Let's start with this, is your goal to use 360 days calendars? If yes, we can just use this function: https://docs.xarray.dev/en/stable/generated/xarray.DataArray.convert_calendar.html
Let me know the parameters you'd like to use (i.e., calendar
and align_on
)
My goal is to calculate the window width for each model, as each has a different length. Once I calculate the rolling variances, I select the last day of each year (season), since I only need one value per year (in other words, the step between one rolling variance value and the next is one year; however, I couldn’t find a step parameter to control this directly). For some models, which follow a 360-day calendar, this day falls on August 30, while for others, it’s August 31. This creates an issue when concatenating, as it leads to double of times in comparison to what I would like. That's why I change at the end from 31st of August to 30th, to account for this
OK, let's chat about it later.
I don't fully understand why you can change the calendar in various places (e.g., remove Feb 29th
or convert to proleptic_gregorian
), but you can't change it at the very beginning so everything is aligned.
@almarbo, this is the snippet I showed you during the meeting:
import xarray as xr
ds = xr.tutorial.open_dataset("air_temperature")
ds_var = (
ds.rolling(time=365 * 4)
.construct("window_dim")
.groupby("time.year")
.last()
.var("window_dim")
)
Is that the operation you need to perform?
And here is another test:
import xarray as xr
ds = xr.tutorial.open_dataset("air_temperature")
ds_var_mattia = (
ds.rolling(time=365 * 4)
.construct("window_dim")
.groupby("time.year")
.last()
.var("window_dim", keep_attrs=True)
)
ds_var_albert = (
ds.rolling(time=365 * 4)
.var()
.groupby("time.year")
.last()
)
xr.testing.assert_allclose(ds_var_mattia, ds_var_albert)
Hi @malmans2,
I haven’t had time to test this yet but will do so ASAP.
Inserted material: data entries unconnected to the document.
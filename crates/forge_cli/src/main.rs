//! cfnforge CLI - Main entry point.
//!
//! Exit codes:
//! - 0: Success
//! - 1: General error
//! - 2: Invalid arguments
//! - 3: Configuration failure
//! - 4: Graph error

use std::process::ExitCode;

use clap::Parser;
use tracing_subscriber::{fmt, prelude::*, EnvFilter};

mod commands;

use commands::{Cli, Commands};

/// CI-friendly exit codes
pub struct ExitCodes;

impl ExitCodes {
    pub const SUCCESS: u8 = 0;
    pub const GENERAL_ERROR: u8 = 1;
    pub const INVALID_ARGS: u8 = 2;
    pub const CONFIG_FAILURE: u8 = 3;
    pub const GRAPH_ERROR: u8 = 4;
}

fn main() -> ExitCode {
    // Initialize logging
    let log_result = tracing_subscriber::registry()
        .with(fmt::layer().with_target(false))
        .with(
            EnvFilter::from_default_env()
                .add_directive("forge=info".parse().unwrap())
                .add_directive("warn".parse().unwrap()),
        )
        .try_init();

    if log_result.is_err() {
        // Logging already initialized, continue
    }

    let cli = Cli::parse();

    let result = match cli.command {
        Commands::Generate(args) => commands::generate::execute(args),
        Commands::GenerateAll(args) => commands::generate_all::execute(args),
        Commands::Validate(args) => commands::validate::execute(args),
    };

    match result {
        Ok(()) => ExitCode::from(ExitCodes::SUCCESS),
        Err(e) => {
            let exit_code = categorize_error(&e);
            eprintln!("❌ Error: {:#}", e);
            ExitCode::from(exit_code)
        }
    }
}

/// Categorize error to determine exit code
fn categorize_error(e: &anyhow::Error) -> u8 {
    let msg = e.to_string().to_lowercase();

    if msg.contains("configuration") || msg.contains("config") {
        ExitCodes::CONFIG_FAILURE
    } else if msg.contains("cycle") || msg.contains("reference") || msg.contains("export") {
        ExitCodes::GRAPH_ERROR
    } else if msg.contains("argument") || msg.contains("not found") {
        ExitCodes::INVALID_ARGS
    } else {
        ExitCodes::GENERAL_ERROR
    }
}
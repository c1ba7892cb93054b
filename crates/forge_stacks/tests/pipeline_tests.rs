//! End-to-end tests for the build-resolve-emit pipeline.

use forge_config::ValidatedConfig;
use forge_stacks::{emit_all, emit_stack, resolve_all, StackKind};

const SAMPLE: &str = r#"
stack_name: ProdStack
region: eu-west-1
availability_zones: [eu-west-1a, eu-west-1b]
private_vpc_cidr: 10.10.0.0/16
s3_bucket: prod-templates
s3_code_bucket: prod-bundles
public_prefixes: [web, api]
cidr_map:
  eu-west-1a: { web: 0, api: 1 }
  eu-west-1b: { web: 2, api: 3 }
roles:
  frontend:
    instance: { ami: ami-0aaaaaaa, type: t3.small, subnet: web, pp_role: frontend }
    autoscaling: { min: 2, max: 6 }
    elb: { subnet: web, healthcheck: "HTTP:80/healthz" }
  worker:
    instance: { ami: ami-0bbbbbbb, type: t3.large, subnet: api, pp_role: worker }
    autoscaling: { min: 1, max: 3 }
"#;

fn sample() -> ValidatedConfig {
    ValidatedConfig::from_yaml(SAMPLE).unwrap()
}

#[test]
fn test_all_templates_resolve_and_emit() {
    let cfg = sample();
    resolve_all(&cfg).unwrap();

    let emitted = emit_all(&cfg).unwrap();
    assert_eq!(emitted.len(), 4);
    for (kind, doc) in &emitted {
        let parsed: serde_json::Value = serde_json::from_str(doc).unwrap();
        assert_eq!(
            parsed["AWSTemplateFormatVersion"], "2010-09-09",
            "template {}",
            kind.name()
        );
    }
}

#[test]
fn test_emission_is_byte_identical_across_runs() {
    let cfg = sample();
    for kind in StackKind::ALL {
        let first = emit_stack(kind, &cfg).unwrap();
        let second = emit_stack(kind, &cfg).unwrap();
        assert_eq!(first, second, "template {}", kind.name());
    }
}

#[test]
fn test_exports_are_prefixed_and_unique() {
    let cfg = sample();
    let mut seen = std::collections::HashSet::new();
    for kind in [StackKind::General, StackKind::Network] {
        let template = forge_stacks::build(kind, &cfg).unwrap();
        for (_, export) in template.exports() {
            assert!(export.starts_with("ProdStack"), "export {export}");
            assert!(seen.insert(export.to_string()), "duplicate export {export}");
        }
    }
    assert!(seen.contains("ProdStackvpcid"));
    assert!(seen.contains("ProdStackpubsubWEB"));
    assert!(seen.contains("ProdStackpubsubAPI"));
    assert!(seen.contains("ProdStackpubsubs"));
}

#[test]
fn test_subnet_cidrs_are_disjoint() {
    let cfg = sample();
    let doc = emit_stack(StackKind::Network, &cfg).unwrap();
    let parsed: serde_json::Value = serde_json::from_str(&doc).unwrap();

    let resources = parsed["Resources"].as_object().unwrap();
    let mut cidrs: Vec<String> = resources
        .values()
        .filter(|r| r["Type"] == "AWS::EC2::Subnet")
        .map(|r| r["Properties"]["CidrBlock"].as_str().unwrap().to_string())
        .collect();
    assert_eq!(cidrs.len(), 4);
    cidrs.sort();
    cidrs.dedup();
    assert_eq!(cidrs.len(), 4, "subnet blocks must not collide");
}

#[test]
fn test_role_order_follows_declaration() {
    let swapped = SAMPLE.replace(
        "roles:\n  frontend:",
        "roles:\n  aardvark:\n    instance: { ami: ami-0ccccccc, type: t3.micro, subnet: api, pp_role: aardvark }\n    autoscaling: { min: 1, max: 1 }\n  frontend:",
    );
    let cfg = ValidatedConfig::from_yaml(&swapped).unwrap();
    let template = forge_stacks::build(StackKind::Infra, &cfg).unwrap();

    let ids: Vec<&str> = template
        .nodes()
        .map(|n| n.id.as_str())
        .filter(|id| id.starts_with("autoscaling"))
        .collect();
    assert_eq!(
        ids,
        vec![
            "autoscalingAARDVARK",
            "autoscalingFRONTEND",
            "autoscalingWORKER"
        ]
    );
}

#[test]
fn test_main_template_wires_children() {
    let cfg = sample();
    let doc = emit_stack(StackKind::Main, &cfg).unwrap();
    let parsed: serde_json::Value = serde_json::from_str(&doc).unwrap();

    let resources = parsed["Resources"].as_object().unwrap();
    for id in ["vpcnetworkgeneral", "vpcnetworkpublic", "vpcinfra"] {
        assert_eq!(resources[id]["Type"], "AWS::CloudFormation::Stack");
    }

    let infra_params = resources["vpcinfra"]["Properties"]["Parameters"]
        .as_object()
        .unwrap();
    assert_eq!(
        infra_params["pubsubWEB"],
        serde_json::json!({
            "Fn::GetAtt": ["vpcnetworkpublic", "Outputs.ProdStackpubsubWEB"]
        })
    );
    assert_eq!(
        infra_params["defaultSG"],
        serde_json::json!({
            "Fn::GetAtt": ["vpcnetworkgeneral", "Outputs.ProdStackdefaultsg"]
        })
    );
}

#[test]
fn test_parameters_precede_dependent_resources() {
    let cfg = sample();
    let doc = emit_stack(StackKind::General, &cfg).unwrap();
    let parsed: serde_json::Value = serde_json::from_str(&doc).unwrap();

    let resources = parsed["Resources"].as_object().unwrap();
    let ids: Vec<&String> = resources.keys().collect();
    let vpc = ids.iter().position(|id| *id == "vpc").unwrap();
    let attach = ids.iter().position(|id| *id == "attachgw").unwrap();
    assert!(vpc < attach);
}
For now, I’ve improved and updated everything and incorporated the adjustments we discussed earlier (time issues, unit conversions, reducing lines using loops, etc.).
I’ve also included the coefficient of variation calculation: the square root of the variance divided by the mean (always using moving windows):
## Apply rolling variance over the calculated window size and calculate the coefficient of variation
rolling_var = ds.rolling(time=days_in_window, min_periods=days_in_window, center=False).var()
rolling_mean= ds.rolling(time=days_in_window, min_periods=days_in_window, center=False).mean()
rolling_CV=(rolling_var**(1/2))/rolling_mean
Thanks again, and enjoy the long weekend!
For now, I’ve improved and updated everything and incorporated the adjustments we discussed earlier (time issues, unit conversions, reducing lines using loops, etc.).
Did you send me the new version?
oh...sorry I didn't realise that I did not update the notebook here. I have now updated it, thanks for noticing
Hi @almarbo,
After revising your functions, I was able to run the notebook on the VM successfully.
Your version significantly increases memory usage and the kernel dies, so I can't really test it. For example, I noticed that the last plot in your notebook starts from 2005 rather than 2004.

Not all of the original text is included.